Congress also should consider legislation that would “isolate further already sanctioned entities,” such as the Xinjiang Production and Construction Corps. The lawmakers suggested secondary sanctions to “force non-U.S. businesses to decide between having access to the U.S. financial system and continuing to deal with the most abusive PRC entities implicated in the Uyghur genocide.”
Lawmakers also should pass legislation to mandate new outbound investment restrictions or other “disincentives” for investors, including university endowments and pension funds, to invest in Chinese companies that support China’s “Uyghur genocide,” the report said. The committee, formally known as the House Select Committee on the Strategic Competition between the United States and the Chinese Communist Party, suggested passing a bill similar to the DITCH Act, introduced during the last Congress, which could deny tax exemptions to organizations investing in those entities. problematic PRC entities, illustrates the kind of disincentives that might be created.
“The opaque matrix of economic and financial ties between the United States and the PRC has made American investors indirectly and often unknowingly complicit in the CCP’s human rights abuses,” the committee said. “Without legislation prohibiting pension funds from investing in problematic PRC entities, fund managers have no obligation to consider whether a company is complicit in the CCP’s genocidal policies when investing.”
The committee’s second report on Taiwan calls on the U.S. to “strengthen and better coordinate collective planning” for how it will work with its allies to sanction China if it invades Taiwan. The committee said it held a tabletop exercise simulating an invasion in which the U.S. had to “rapidly assemble a sanctions package without the benefit of fully consulting with U.S. allies. As a result, economic measures had a limited effect on CCP decision-making.”
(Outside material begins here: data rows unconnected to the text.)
//! Policy Module
//!
//! Turns blended scores into one of four ordered decisions.
//!
//! ## Structure
//! - `types`: `Decision`, `Challenge`, `DecisionOutcome`
//! - `config`: `Thresholds`
//! - `engine`: `decide`, `decide_outcome`, message templates
//!
//! ## Usage
//! ```
//! use pitchguard_core::logic::policy::{decide, Decision};
//!
//! assert_eq!(decide(0.9, 0.2, 0.7, 0.85), Decision::Blocked);
//! ```

pub mod types;
pub mod config;
pub mod engine;

pub use config::{ThresholdError, Thresholds};
pub use engine::{decide, decide_outcome, message_for, CHALLENGE_QUESTION};
pub use types::{Challenge, Decision, DecisionOutcome, SELF_REPORT};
Sanctions would be most effective if imposed by U.S. allies in the G-7, NATO, NATO+5 and the Quad, the committee said, adding that Congress should pass a bill similar to the STAND with Taiwan Act of 2023 that mandates the “development of an economic sanctions package to be employed” in the case of an invasion. “Much like we do joint contingency planning for war fighting,” the lawmakers said, “we need to coordinate in peacetime with U.S. allies.”